Organize your information and focus on each feature before moving onto the text – it is not ideal to discuss color and jump from line to then in the conclusion discuss color again. First summarize the overall appearance of the work of art – is this a painting? Does the artist use only dark colors? Why heavy brushstrokes? etc and then discuss details of the object – this specific animal is gray, the sky is missing a moon, etc. Again, it is best to be organized and focused in your writing – if you discuss the animals and then the individuals and go back to the animals you run the risk of making your writing unorganized and hard to read. It is also ideal to discuss the focal of the piece – what is in the center?

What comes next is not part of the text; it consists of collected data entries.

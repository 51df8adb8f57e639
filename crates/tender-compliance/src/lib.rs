pub mod compliance;
pub mod config;
pub mod error;
pub mod telemetry;
use crate::config::TelemetryConfig;
use std::fmt;
use tracing_subscriber::filter::ParseError;
use tracing_subscriber::EnvFilter;

#[derive(Debug)]
pub enum TelemetryError {
    EnvFilter { value: String, source: ParseError },
    Subscriber(Box<dyn std::error::Error + Send + Sync>),
}

impl fmt::Display for TelemetryError {
    fn fmt(&self, f: &mut fmt::Formatter<'_>) -> fmt::Result {
        match self {
            TelemetryError::EnvFilter { value, .. } => {
                write!(f, "log filter '{value}' is not a valid EnvFilter directive")
            }
            TelemetryError::Subscriber(err) => write!(f, "could not install subscriber: {err}"),
        }
    }
}

impl std::error::Error for TelemetryError {
    fn source(&self) -> Option<&(dyn std::error::Error + 'static)> {
        match self {
            TelemetryError::EnvFilter { source, .. } => Some(source),
            TelemetryError::Subscriber(err) => Some(&**err),
        }
    }
}

/// Resolve the filter: `RUST_LOG` wins, then `APP_LOG_LEVEL`.
pub fn env_filter(config: &TelemetryConfig) -> Result<EnvFilter, TelemetryError> {
    if let Ok(filter) = EnvFilter::try_from_default_env() {
        return Ok(filter);
    }

    EnvFilter::try_new(&config.log_level).map_err(|source| TelemetryError::EnvFilter {
        value: config.log_level.clone(),
        source,
    })
}

/// Install the global subscriber. Fails if one is already set.
pub fn init(config: &TelemetryConfig) -> Result<(), TelemetryError> {
    tracing_subscriber::fmt()
        .with_env_filter(env_filter(config)?)
        .with_target(false)
        .compact()
        .with_ansi(config.ansi)
        .try_init()
        .map_err(TelemetryError::Subscriber)
}
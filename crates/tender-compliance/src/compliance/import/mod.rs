//! CSV imports for document registers and tender checklists.
//!
//! Document header: `id,owner_kind,owner_id,name,required,submitted,signed,issue_date,expires_at`.
//! Checklist header: `id,name,required,submitted,signed`. Only `id` is
//! mandatory; empty cells are treated as absent.

mod parser;

use super::domain::{ComplianceDocument, TenderChecklistItem};
use std::fs::File;
use std::io::Read;
use std::path::Path;
use tracing::info;

#[derive(Debug, thiserror::Error)]
pub enum ImportError {
    #[error("failed to read export: {0}")]
    Io(#[from] std::io::Error),
    #[error("invalid CSV data: {0}")]
    Csv(#[from] csv::Error),
    #[error("line {line}: {reason}")]
    InvalidRow { line: u64, reason: String },
}

pub struct DocumentImporter;

impl DocumentImporter {
    pub fn from_path<P: AsRef<Path>>(path: P) -> Result<Vec<ComplianceDocument>, ImportError> {
        let path = path.as_ref();
        let documents = Self::from_reader(File::open(path)?)?;
        info!(path = %path.display(), count = documents.len(), "imported compliance documents");
        Ok(documents)
    }

    pub fn from_reader<R: Read>(reader: R) -> Result<Vec<ComplianceDocument>, ImportError> {
        parser::parse_documents(reader)
    }
}

pub struct ChecklistImporter;

impl ChecklistImporter {
    pub fn from_path<P: AsRef<Path>>(path: P) -> Result<Vec<TenderChecklistItem>, ImportError> {
        let path = path.as_ref();
        let items = Self::from_reader(File::open(path)?)?;
        info!(path = %path.display(), count = items.len(), "imported tender checklist");
        Ok(items)
    }

    pub fn from_reader<R: Read>(reader: R) -> Result<Vec<TenderChecklistItem>, ImportError> {
        parser::parse_checklist(reader)
    }
}

#[cfg(test)]
mod tests {
    use super::*;
    use crate::compliance::dates::DateLike;
    use crate::compliance::domain::DocumentOwner;
    use std::io::Cursor;

    #[test]
    fn imports_documents_with_raw_dates() {
        let csv = "id,owner_kind,owner_id,name,required,submitted,signed,issue_date,expires_at\n\
cnd-federal,company,acme,CND Federal,sim,,,01/03/2025,10/09/2025\n\
edital,tender,pe-042,Edital,true,1,0,,\n";

        let documents = DocumentImporter::from_reader(Cursor::new(csv)).expect("import succeeds");
        assert_eq!(documents.len(), 2);

        let cnd = &documents[0];
        assert_eq!(cnd.owner, Some(DocumentOwner::Company("acme".into())));
        assert!(cnd.required);
        assert!(!cnd.submitted);
        assert_eq!(cnd.expires_at, Some(DateLike::from("10/09/2025")));

        let edital = &documents[1];
        assert_eq!(edital.owner, Some(DocumentOwner::Tender("pe-042".into())));
        assert!(edital.submitted);
        assert!(!edital.signed);
        assert!(edital.expires_at.is_none());
    }

    #[test]
    fn missing_optional_columns_default() {
        let csv = "id,expires_at\nalvara,2025-12-31\n";
        let documents = DocumentImporter::from_reader(Cursor::new(csv)).expect("import succeeds");
        assert_eq!(documents.len(), 1);
        assert!(!documents[0].required);
        assert!(documents[0].owner.is_none());
    }

    #[test]
    fn rejects_unknown_owner_kind_with_line_number() {
        let csv = "id,owner_kind,owner_id\nok,company,acme\nbad,supplier,xyz\n";
        match DocumentImporter::from_reader(Cursor::new(csv)) {
            Err(ImportError::InvalidRow { line, reason }) => {
                assert_eq!(line, 3);
                assert!(reason.contains("supplier"));
            }
            other => panic!("expected invalid row, got {other:?}"),
        }
    }

    #[test]
    fn rejects_half_specified_owner() {
        let csv = "id,owner_kind,owner_id\ncnd,company,\n";
        assert!(matches!(
            DocumentImporter::from_reader(Cursor::new(csv)),
            Err(ImportError::InvalidRow { line: 2, .. })
        ));
    }

    #[test]
    fn row_errors_point_past_blank_lines() {
        let csv = "id,owner_kind,owner_id\nok,company,acme\n\n\nbad,supplier,xyz\n";
        match DocumentImporter::from_reader(Cursor::new(csv)) {
            Err(ImportError::InvalidRow { line, .. }) => assert_eq!(line, 5),
            other => panic!("expected invalid row, got {other:?}"),
        }
    }

    #[test]
    fn flags_in_rows_accept_portuguese_values() {
        let csv = "id,required,submitted,signed\ncnd,Sim,não,0\n";
        let documents = DocumentImporter::from_reader(Cursor::new(csv)).expect("import succeeds");
        assert!(documents[0].required);
        assert!(!documents[0].submitted && !documents[0].signed);
    }

    #[test]
    fn imports_checklist() {
        let csv = "id,name,required,submitted,signed\nproposta,Proposta comercial,1,1,1\natestado,,1,0,0\n";
        let items = ChecklistImporter::from_reader(Cursor::new(csv)).expect("import succeeds");
        assert_eq!(items.len(), 2);
        assert_eq!(items[0].name.as_deref(), Some("Proposta comercial"));
        assert!(items[1].required && !items[1].submitted);
    }

    #[test]
    fn from_path_propagates_io_errors() {
        match DocumentImporter::from_path("./does-not-exist.csv") {
            Err(ImportError::Io(_)) => {}
            other => panic!("expected io error, got {other:?}"),
        }
    }
}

What stands out the most in the piece or takes up most of the composition?
A stylistic approach can be described as an indicator of unique characteristics that analyzes and uses the formal elements (2-D: Line, color, value, shape and 3-D all of those and mass).The point of style is to see all the commonalities in a person’s works, such as the use of paint and brush strokes in Van Gogh’s work. Style can distinguish an artist’s work from others and within their own timeline, geographical regions, etc.
Methods & Theories To Consider:
Social Art History
Visual Cultural Studies
Stylistic Analysis Example:
The following is a brief stylistic analysis of two Greek statues, an example of how style has changed because of the “essence of the age.” Over the years, sculptures of women started off as being plain and fully clothed with no distinct features, to the beautiful Venus/Aphrodite figures most people recognize today. In the mid-seventh century to the early fifth, life-sized standing marble statues of young women, often elaborately dress in gaily painted garments were created known as korai. The earliest korai is a Naxian women to Artemis. The statue wears a tight-fitted, belted peplos, giving the body a very plain look. The earliest korai wore the simpler Dorian peplos, which was a heavy woolen garment. From about 530, most wear a thinner, more elaborate, and brightly painted Ionic linen and himation. A largely contrasting Greek statue to the korai is the Venus de Milo. The Venus from head to toe is six feet seven inches tall. Her hips suggest that she has had several children. Though her body shows to be heavy, she still seems to almost be weightless. Viewing the Venus de Milo, she changes from side to side. From her right side she seems almost like a pillar and her leg bears most of the weight. She seems be firmly planted into the earth, and since she is looking at the left, her big features such as her waist define her. The Venus de Milo had a band around her right bicep. She had earrings that were brutally stolen, ripping her ears away. Venus was noted for loving necklaces, so it is very possibly she would have had one. It is also possible she had a tiara and bracelets. Venus was normally defined as “golden,” so her hair would have been painted. Two statues in the same region, have throughout history, changed in their style.
Compare and Contrast Essay
Most introductory art history classes will ask students to write a compare and contrast essay about two pieces – examples include comparing and contrasting a medieval to a renaissance painting. It is always best to start with smaller comparisons between the two works of art such as the medium of the piece. Then the comparison can include attention to detail so use of color, subject matter, or iconography. Do the same for contrasting the two pieces – start small. After the foundation is set move on to the analysis and what these comparisons or contrasting material mean – ‘what is the bigger picture here?’ Consider why one artist would wish to show the same subject matter in a different way, how, when, etc are all questions to ask in the compare and contrast essay. If during an exam it would be best to quickly outline the points to make before tackling writing the essay.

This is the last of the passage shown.